What’s the best way to get an HTTP response code from a URL?

Question

I’m looking for a quick way to get an HTTP response code from a URL (i.e. 200, 404, etc). I’m not sure which library to use.

4wk_ · Accepted Answer · 2024-03-11 09:46:42Z

132

Update using the wonderful requests library. Note we are using the HEAD request, which should happen more quickly then a full GET or POST request.

import requests
try:
    r = requests.head("https://stackoverflow.com")
    print(r.status_code)
    # prints the int of the status code*
except requests.ConnectionError:
    print("failed to connect")

*Find more at https://developer.mozilla.org/en-US/docs/Web/HTTP/Status

edited Mar 11, 2024 at 9:46

4wk_

2,7935 gold badges37 silver badges52 bronze badges

answered Nov 30, 2012 at 8:40

Gourneau

12.9k8 gold badges44 silver badges42 bronze badges

Sign up to request clarification or add additional context in comments.

6 Comments

WKPlus Over a year ago

requests is much better than urllib2, for such a link: dianping.com/promo/208721#mod=4, urllib2 give me a 404 and requests give a 200 just as what I get from a browser.

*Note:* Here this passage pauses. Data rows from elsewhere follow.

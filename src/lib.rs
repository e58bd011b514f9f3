//! # tsdb
//!
//! A time-series database layered atop an ordered, transactional
//! key/value store: gauges and counters under a fixed-retention,
//! slotted ring buffer, queried through a SQL engine extended with
//! time-series-aware scalar and window functions.
//!
//! ## Quick Start
//!
//! ```ignore
//! use tsdb::prelude::*;
//!
//! let db = Tsdb::new();
//!
//! let id = db.write_gauge(None, 1_700_000_000, 42.0, Some("cpu_percent"), &Default::default(), Some(10), Some(360))?;
//!
//! let rows = db.run_sql(&[id], 1_699_999_000, 1_700_001_000, "select ts, value from samples order by ts")?;
//! ```
//!
//! ## Progressive Disclosure
//!
//! - **Simple** — `Tsdb::new()` for an in-memory database with default settings.
//! - **Configured** — `Tsdb::builder().with_retry_policy(..).build()?`.
//! - **Full control** — `db.descriptor_catalog()` / `db.ring_store()` / `db.query_engine()`
//!   for callers that need to sequence multiple catalog/ring operations themselves.

#![warn(missing_docs)]

mod labels;
mod retry;
mod selector;
mod tsdb;

pub mod prelude;

pub use retry::RetryPolicy;
pub use selector::{resolve_selectors, substitute_aliases, verify_metric_ids_union, ResolvedSelector, Selector};
pub use tsdb::{Tsdb, TsdbBuilder};

pub use tsdb_catalog::MetricRecord;
pub use tsdb_core::{Error, MetricId, MetricType, Result};
pub use tsdb_query::{Cell, Row};
pub use tsdb_ring::Sample;
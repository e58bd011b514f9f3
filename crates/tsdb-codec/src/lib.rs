//! Deterministic byte layouts for the five key families the storage
//! engine is built on: Value, Meta, Meta-Info, Descriptor, ID counter,
//! and Dashboard.
//!
//! Endianness is deliberate, not incidental: big-endian for identifiers
//! (`metric_id`, `slot`) keeps ordered iteration over those keys matching
//! numeric order, which the Ring Store's segment scans and the
//! Descriptor Catalog's meta-range scan both depend on; little-endian for
//! payloads matches common machine order for fast decode. These layouts
//! must be reproduced bit-exactly — a re-implementation is expected to
//! read and write the same bytes.

mod keys;
mod meta;
mod meta_info;
mod tuple;
mod value_record;

pub use keys::{
    dashboard_key, descriptor_key, id_counter_key, meta_info_key, meta_key, meta_key_full_range,
    value_key, value_key_prefix, value_key_range, TAG_DASHBOARD, TAG_DESCRIPTOR, TAG_ID_COUNTER,
    TAG_META, TAG_META_INFO, TAG_VALUE,
};
pub use meta::{decode_meta, encode_meta, Meta};
pub use meta_info::MetaInfo;
pub use value_record::{decode_value_record, encode_value_record, ValueRecord, VALID_FLAG};
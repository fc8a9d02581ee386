//! Presentation boundary: everything the hosting application renders.
//!
//! The crate never touches a screen itself. All UI side effects — the
//! status indicator, notification toasts, page reloads, navigation, and
//! data-table updates — cross the [`Frontend`] trait, implemented by the
//! host. [`ConsoleFrontend`] is the implementation used by the demo binary;
//! tests use a recording double.

pub mod console;
pub mod notify;
pub mod status;

pub use console::ConsoleFrontend;
pub use notify::{Notification, NotificationCenter, NotificationId, NotificationTiming};
pub use status::StatusIndicator;

/// Side effects the hosting application performs on the crate's behalf.
///
/// Implementations must be cheap and non-blocking: every method is invoked
/// from the connection task, and a slow frontend stalls frame dispatch. A
/// host with no status element (or no notification area) simply ignores the
/// corresponding calls — the manager never fails because a hook is a no-op.
///
/// All strings handed to the frontend are untrusted plain text; rendering
/// them as markup is a host bug.
pub trait Frontend: Send + Sync {
    /// Updates the visible connection status element.
    fn update_status(&self, status: &StatusIndicator);

    /// Renders a notification toast. Expiry is driven by the
    /// [`NotificationCenter`], which follows up with [`Frontend::begin_fade`]
    /// and [`Frontend::remove_notification`].
    fn show_notification(&self, notification: &Notification);

    /// Starts the fade-out transition for a visible notification.
    fn begin_fade(&self, id: NotificationId);

    /// Removes a notification from the screen entirely.
    fn remove_notification(&self, id: NotificationId);

    /// Asks the user whether the page should reload. Only called for
    /// non-forced refresh signals; returning `false` suppresses the reload.
    fn confirm_refresh(&self) -> bool;

    /// Reloads the page.
    fn reload(&self);

    /// Navigates the page to `url`.
    fn navigate(&self, url: &str);

    /// Applies a data update to the named render target. The target has
    /// already been validated against the configured one.
    fn apply_data_update(&self, target: &str, data: &serde_json::Value);
}

#[cfg(test)]
pub(crate) mod testing {
    //! Recording frontend shared by dispatcher, notification, and
    //! connection tests.

    use std::sync::Mutex;

    use super::{Frontend, Notification, NotificationId, StatusIndicator};
    use crate::ws::messages::Category;

    /// One observed frontend call.
    #[derive(Debug, Clone, PartialEq)]
    pub enum Effect {
        Status { label: &'static str },
        Notified { message: String, category: Category },
        FadeStarted(NotificationId),
        Removed(NotificationId),
        ConfirmAsked,
        Reloaded,
        Navigated(String),
        DataApplied { target: String, data: serde_json::Value },
    }

    /// [`Frontend`] double that records every call in order.
    #[derive(Debug, Default)]
    pub struct RecordingFrontend {
        effects: Mutex<Vec<Effect>>,
        confirm_answer: bool,
    }

    impl RecordingFrontend {
        pub fn new() -> Self {
            Self::default()
        }

        /// Sets the answer given to `confirm_refresh`.
        pub fn confirming(answer: bool) -> Self {
            Self {
                effects: Mutex::new(Vec::new()),
                confirm_answer: answer,
            }
        }

        /// Snapshot of the recorded effects, in call order.
        pub fn effects(&self) -> Vec<Effect> {
            self.effects.lock().map(|e| e.clone()).unwrap_or_default()
        }

        fn record(&self, effect: Effect) {
            if let Ok(mut effects) = self.effects.lock() {
                effects.push(effect);
            }
        }
    }

    impl Frontend for RecordingFrontend {
        fn update_status(&self, status: &StatusIndicator) {
            self.record(Effect::Status {
                label: status.label,
            });
        }

        fn show_notification(&self, notification: &Notification) {
            self.record(Effect::Notified {
                message: notification.message.clone(),
                category: notification.category,
            });
        }

        fn begin_fade(&self, id: NotificationId) {
            self.record(Effect::FadeStarted(id));
        }

        fn remove_notification(&self, id: NotificationId) {
            self.record(Effect::Removed(id));
        }

        fn confirm_refresh(&self) -> bool {
            self.record(Effect::ConfirmAsked);
            self.confirm_answer
        }

        fn reload(&self) {
            self.record(Effect::Reloaded);
        }

        fn navigate(&self, url: &str) {
            self.record(Effect::Navigated(url.to_string()));
        }

        fn apply_data_update(&self, target: &str, data: &serde_json::Value) {
            self.record(Effect::DataApplied {
                target: target.to_string(),
                data: data.clone(),
            });
        }
    }
}
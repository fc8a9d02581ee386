//! Connection lifecycle states.
//!
//! Exactly one [`ConnectionState`] is active at any time. The manager
//! publishes transitions through a `tokio::sync::watch` channel and mirrors
//! them to the host's status indicator.

use serde::Serialize;

/// Lifecycle state of the managed WebSocket connection.
#[derive(Debug, Clone, PartialEq, Eq, Serialize)]
#[serde(tag = "state", rename_all = "snake_case")]
pub enum ConnectionState {
    /// A dial attempt is in flight and no session has been established yet.
    Connecting,
    /// The transport is open; frames flow in both directions.
    Connected,
    /// The previous session ended and the next dial is scheduled.
    Reconnecting {
        /// Zero-based count of reconnect attempts already consumed.
        attempt: u32,
    },
    /// Terminal state: the retry budget is exhausted or the manager was shut
    /// down. No further dial attempts are made.
    Disconnected,
}

impl ConnectionState {
    /// Returns `true` if the transport is currently open.
    #[must_use]
    pub fn is_connected(&self) -> bool {
        matches!(self, Self::Connected)
    }

    /// Returns `true` while a dial attempt is pending or scheduled.
    #[must_use]
    pub fn is_connecting(&self) -> bool {
        matches!(self, Self::Connecting | Self::Reconnecting { .. })
    }

    /// Returns `true` once the manager has permanently given up.
    #[must_use]
    pub fn is_terminal(&self) -> bool {
        matches!(self, Self::Disconnected)
    }
}
//! Link error types.
//!
//! [`LinkError`] is the central error type for operations that can fail
//! toward the caller: publishing trigger messages and tearing a manager
//! down. Frame-level decode failures never surface here — they are logged
//! and the frame is dropped, per the error-handling contract that nothing
//! in this crate is fatal to the hosting page.

use crate::ws::codec::EncodeError;

/// Errors surfaced to callers of the link API.
#[derive(Debug, thiserror::Error)]
pub enum LinkError {
    /// WebSocket dial, handshake, or transport failure.
    #[error("websocket transport error: {0}")]
    Transport(#[from] tokio_tungstenite::tungstenite::Error),

    /// An outgoing envelope could not be built.
    #[error("envelope encoding failed: {0}")]
    Encode(#[from] EncodeError),

    /// The background connection task ended abnormally (panicked or was
    /// aborted before shutdown completed).
    #[error("connection task ended abnormally: {0}")]
    TaskFailed(#[from] tokio::task::JoinError),
}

tmthyjames Over a year ago

httpstatusrappers.com...awesome!! My code is on that Lil Jon status, son!

Awn Over a year ago

This is the best solution. Much better than any of the others.

Dennis Golomazov Over a year ago

@WKPlus for the record, now requests gives 403 for your link, although it's still working in browser.

seaders Over a year ago

@Gourneau Ha! That wasn't what I intended with my comment, I think it was perfectly fine, and in this context, people should try understand why it "Just works" in the browser, but returns a 403 in code, when in actuality, the same thing's happening both places.

|

Evan Fosmark · Accepted Answer · 2009-09-29 23:36:16Z

66

Here's a solution that uses httplib instead.

import httplib

def get_status_code(host, path="/"):
    """ This function retreives the status code of a website by requesting
        HEAD data from the host. This means that it only requests the headers.
        If the host cannot be reached or something else goes wrong, it returns
        None instead.
    """
    try:
        conn = httplib.HTTPConnection(host)
        conn.request("HEAD", path)
        return conn.getresponse().status
    except StandardError:
        return None


print get_status_code("stackoverflow.com") # prints 200
print get_status_code("stackoverflow.com", "/nonexistant") # prints 404

edited Sep 29, 2009 at 23:36

answered Jul 16, 2009 at 23:30

Evan Fosmark

102k36 gold badges109 silver badges118 bronze badges

8 Comments

Ben Blank Over a year ago

+1 for HEAD request — no need to retrieve the entire entity for a status check.

Ben Blank Over a year ago

Although you really should restrict that except block to at least StandardError so that you don't incorrectly catch things like KeyboardInterrupt.

Blaise Over a year ago

I was wondering if HEAD requests are reliable. Because websites might not have (properly) implemented the HEAD method, which could result in status codes like 404, 501 or 500. Or am I being paranoid?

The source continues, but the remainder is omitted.